La ecuación geopolítica del asesinato de Fakhrizadeh lleva a otro nombre: Nicolás Maduro, el principal aliado iraní en el hemisferio occidental.

Complacido con la victoria electoral de Biden y el final de la era Trump, Maduro trazó su plan de legitimar su régimen a través de un proceso electoral el pasado 6 de noviembre. Unas elecciones legislativa que, aunque tuvieron una elevadísima abstención (69%) y no obtuvieron el reconocimiento de la mayor parte de la comunidad internacional, sí le permiten a Maduro afianzar su régimen y extirpar cualquier tipo de oposición institucional, en este caso a través de la Asamblea Nacional en manos opositoras desde 2015.

Con ello, Maduro busca también sepultar políticamente al presidente de la Asamblea Nacional, Juan Guaidó, quien reaccionó con la apuesta por una consulta popular contra el régimen madurista a mediados de diciembre que no clarifica cuál será el panorama político venezolano para el 2021.

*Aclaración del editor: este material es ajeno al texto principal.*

use std::{env, fmt, str::FromStr, time::Duration};

use eventdesk_core::cache::QueryOptions;
use eventdesk_core::provider::ContentTypes;

/// What a service does when a read fails.
#[derive(Debug, Clone, Copy, Default, PartialEq, Eq)]
pub enum ReadFallback {
    /// Return the error to the caller.
    #[default]
    Surface,
    /// Log the error and serve the demo data instead.
    Demo,
}

impl FromStr for ReadFallback {
    type Err = String;

    fn from_str(s: &str) -> Result<Self, Self::Err> {
        match s.to_ascii_lowercase().as_str() {
            "surface" => Ok(ReadFallback::Surface),
            "demo" => Ok(ReadFallback::Demo),
            other => Err(format!("unknown read fallback: {other}")),
        }
    }
}

impl fmt::Display for ReadFallback {
    fn fmt(&self, f: &mut fmt::Formatter<'_>) -> fmt::Result {
        match self {
            ReadFallback::Surface => write!(f, "surface"),
            ReadFallback::Demo => write!(f, "demo"),
        }
    }
}

/// Application configuration loaded from environment variables.
#[derive(Debug, Clone)]
pub struct Config {
    /// CMS space id (default: empty)
    pub space_id: String,
    /// CMS environment (default: "master")
    pub environment: String,
    pub delivery_token: String,
    pub preview_token: String,
    pub management_token: String,
    /// Locale used to wrap management fields (default: "en-US")
    pub locale: String,
    /// Delivery API base URL override
    pub delivery_url: Option<String>,
    /// Preview API base URL override
    pub preview_url: Option<String>,
    /// Management API base URL override
    pub management_url: Option<String>,
    /// Upload API base URL override
    pub upload_url: Option<String>,
    /// Content type ids per resource kind
    pub content_types: ContentTypes,
    /// Page size for listings (default: 50)
    pub page_size: u32,
    /// Seconds a cached value stays fresh (default: 30)
    pub query_stale_seconds: u64,
    /// Seconds an unobserved cache entry survives (default: 300)
    pub query_gc_seconds: u64,
    /// Maximum number of cache entries (default: 1,000)
    pub cache_max_entries: usize,
    /// Per-fetch timeout in milliseconds (default: 10,000)
    pub fetch_timeout_ms: u64,
    /// Retries after a transport error or timeout (default: 1)
    pub fetch_retries: u32,
    /// Read failure policy (default: surface)
    pub read_fallback: ReadFallback,
}

impl Config {
    /// Load configuration from environment variables.
    ///
    /// Environment variables:
    /// - `CONTENTFUL_SPACE_ID`, `CONTENTFUL_ENVIRONMENT` (default: "master")
    /// - `CONTENTFUL_DELIVERY_TOKEN`, `CONTENTFUL_PREVIEW_TOKEN`,
    ///   `CONTENTFUL_MANAGEMENT_TOKEN`
    /// - `CONTENTFUL_LOCALE` (default: "en-US")
    /// - `CONTENTFUL_DELIVERY_URL`, `CONTENTFUL_PREVIEW_URL`,
    ///   `CONTENTFUL_MANAGEMENT_URL`, `CONTENTFUL_UPLOAD_URL` (optional)
    /// - `CONTENT_TYPE_EVENT` (default: "event"), `CONTENT_TYPE_CATEGORY`
    ///   (default: "category"), `CONTENT_TYPE_SPEAKER` (default: "speaker"),
    ///   `CONTENT_TYPE_ORGANIZER` (default: "author")
    /// - `PAGE_SIZE` (default: 50)
    /// - `QUERY_STALE_SECONDS` (default: 30), `QUERY_GC_SECONDS` (default: 300)
    /// - `CACHE_MAX_ENTRIES` (default: 1,000)
    /// - `FETCH_TIMEOUT_MS` (default: 10,000), `FETCH_RETRIES` (default: 1)
    /// - `READ_FALLBACK` - "surface" or "demo" (default: "surface")
    pub fn from_env() -> Self {
        let defaults = ContentTypes::default();

        Self {
            space_id: env::var("CONTENTFUL_SPACE_ID").unwrap_or_default(),
            environment: env::var("CONTENTFUL_ENVIRONMENT")
                .unwrap_or_else(|_| "master".to_string()),
            delivery_token: env::var("CONTENTFUL_DELIVERY_TOKEN").unwrap_or_default(),
            preview_token: env::var("CONTENTFUL_PREVIEW_TOKEN").unwrap_or_default(),
            management_token: env::var("CONTENTFUL_MANAGEMENT_TOKEN").unwrap_or_default(),
            locale: env::var("CONTENTFUL_LOCALE").unwrap_or_else(|_| "en-US".to_string()),
            delivery_url: env::var("CONTENTFUL_DELIVERY_URL").ok(),
            preview_url: env::var("CONTENTFUL_PREVIEW_URL").ok(),
            management_url: env::var("CONTENTFUL_MANAGEMENT_URL").ok(),
            upload_url: env::var("CONTENTFUL_UPLOAD_URL").ok(),
            content_types: ContentTypes {
                event: env::var("CONTENT_TYPE_EVENT").unwrap_or(defaults.event),
                category: env::var("CONTENT_TYPE_CATEGORY").unwrap_or(defaults.category),
                speaker: env::var("CONTENT_TYPE_SPEAKER").unwrap_or(defaults.speaker),
                organizer: env::var("CONTENT_TYPE_ORGANIZER").unwrap_or(defaults.organizer),
            },
            page_size: env::var("PAGE_SIZE")
                .ok()
                .and_then(|v| v.parse().ok())
                .unwrap_or(50),
            query_stale_seconds: env::var("QUERY_STALE_SECONDS")
                .ok()
                .and_then(|v| v.parse().ok())
                .unwrap_or(30),
            query_gc_seconds: env::var("QUERY_GC_SECONDS")
                .ok()
                .and_then(|v| v.parse().ok())
                .unwrap_or(300),
            cache_max_entries: env::var("CACHE_MAX_ENTRIES")
                .ok()
                .and_then(|v| v.parse().ok())
                .unwrap_or(1_000),
            fetch_timeout_ms: env::var("FETCH_TIMEOUT_MS")
                .ok()
                .and_then(|v| v.parse().ok())
                .unwrap_or(10_000),
            fetch_retries: env::var("FETCH_RETRIES")
                .ok()
                .and_then(|v| v.parse().ok())
                .unwrap_or(1),
            read_fallback: env::var("READ_FALLBACK")
                .ok()
                .and_then(|v| v.parse().ok())
                .unwrap_or_default(),
        }
    }

    /// Cache tuning derived from this configuration.
    pub fn query_options(&self) -> QueryOptions {
        QueryOptions {
            stale_time: Duration::from_secs(self.query_stale_seconds),
            gc_time: Duration::from_secs(self.query_gc_seconds),
            fetch_timeout: Duration::from_millis(self.fetch_timeout_ms),
            retry: self.fetch_retries,
            max_entries: self.cache_max_entries,
            ..QueryOptions::default()
        }
    }

    /// Get the GC sweep interval: a fifth of the GC time, at least a second.
    pub fn gc_interval(&self) -> Duration {
        Duration::from_secs((self.query_gc_seconds / 5).max(1))
    }
}

impl Default for Config {
    fn default() -> Self {
        Self::from_env()
    }
}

Oficialmente, Guaidó debería dejar su cargo como presidente de la Asamblea Nacional el próximo 5 de enero de 2021. Pero el desconocimiento internacional de la elección legislativa lanzada por Maduro y los resultados de la consulta popular "anti-Maduro", en la que participaron unos 6,5 millones de venezolanos, son bazas que la oposición juega para deslegitimar al régimen madurista.

Por otro lado, en los últimos meses, se ha solidificado de gran forma la relación estratégica de Maduro con Irán, surtidor energético de la maltrecha industria petrolera venezolana. En cuanto a la ecuación del poder, tampoco se observan fisuras significativas dentro del madurismo, aunque la crisis humanitaria venezolana sigue imparable.

Esperanzado con una apertura diplomática que con Biden es aún incierta, Maduro observa ahora cómo la República Islámica iraní se ve obligada a operar simultáneamente en dos escenarios paralelos acaecidos tras la muerte de Fakhrizadeh: el Golfo Pérsico para contener el eje Trump-Israel-Arabia saudí; y Venezuela como foco de irradiación de la influencia de Teherán en el hemisferio occidental.

Por ello, y esperando a Biden, Maduro calcula sus opciones en la intensa geopolítica que se avecina tras la muerte de Fakhrizadeh. Por lo pronto, el eje Trump-Netanyahu con apoyo saudí ya ha golpeado primero, y con fuerza, al corazón del poder nuclear y militar iraní.

Y eso puede tener repercusiones para Maduro, quien ha apostado todo su capital político internacional encomendándose a los designios del eje euroasiático trazado por Rusia, Irán y Turquía, con China en un espacio más prudente.